だからバイクで左カーブを曲がるとき、もし何か異変があったら左足で地面を蹴る、まさかそんなことはできないのですが、自信というか安心して身体の力を抜いたまま旋回できるのに対し、右カーブだといつでもバイクを起こせるよう身体がどこかで準備をしている状態に陥りやすくなります。これでは身体の色々なトコロに緊張が残ってしまい、体重をシッカリとシートにあずけられません。
ということで、右カーブは左カーブより曲がらない状態に陥りがちです。いわば違って当然といえる左右差なのです。
まずは緩いカーブで左右の状態をチェック!
ではどうすれば良いのかというと、まず緩いカーブが長く続くワインディングに行き、浅いバンク角で良いので左カーブを走っているときの腰とシートの密着状態や、両腕や肩に脇腹、そして両足の状態をチェックしてみてください。
それから緩い右カーブを同じ感じで走ってみましょう。どうでしょう、どこか緊張していて身体から力が抜けていませんよネ。
どこに力が入っているか、左カーブで確認した箇所をチェックしてみてください。一度にすべてクリアするのは無理だと思います。何度も繰り返しチェックを重ねながら、左と違う部分を同じ感じになるよう心がけてみましょう。
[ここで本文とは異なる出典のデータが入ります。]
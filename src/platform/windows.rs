// Windows: settings roam with the profile, the database stays local.

use std::env;
use std::path::PathBuf;

pub fn get_config_dir() -> PathBuf {
    let appdata =
        env::var("APPDATA").unwrap_or_else(|_| String::from("C:\\Users\\Default\\AppData\\Roaming"));
    PathBuf::from(appdata).join("Passdrop")
}

pub fn get_data_dir() -> PathBuf {
    let local_appdata =
        env::var("LOCALAPPDATA").unwrap_or_else(|_| String::from("C:\\Users\\Default\\AppData\\Local"));
    PathBuf::from(local_appdata).join("Passdrop")
}
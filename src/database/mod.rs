//! Passdrop database layer.
//!
//! Provides SQLite connection management and schema migrations.
//!
//! # Usage
//!
//! ```no_run
//! use passdrop::database::Database;
//!
//! // Open a persistent database
//! let db = Database::open("passdrop.db").expect("failed to open database");
//!
//! // Or use an in-memory database for testing
//! let db = Database::open_in_memory().expect("failed to open in-memory database");
//!
//! // Lock the underlying connection for queries
//! let conn = db.connection().expect("connection lock poisoned");
//! ```

pub mod connection;
pub mod migrations;

pub use connection::Database;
徐々に左と同じ体重をあずけ方と脱力の加減ができるようになり、旋回そのものに違いがなくなってきます。
しかしこれがわずか数秒のカーブでは、なかなか同じにはできません。
なので、緩いカーブで左右に体を預ける時間や、脱力する時間が相対的に長くなることを利用して、ご自分でアクションの過渡が、どのように変化しているかを、細かく地道に観察しながら試すのがカーブの苦手を克服する近道になります。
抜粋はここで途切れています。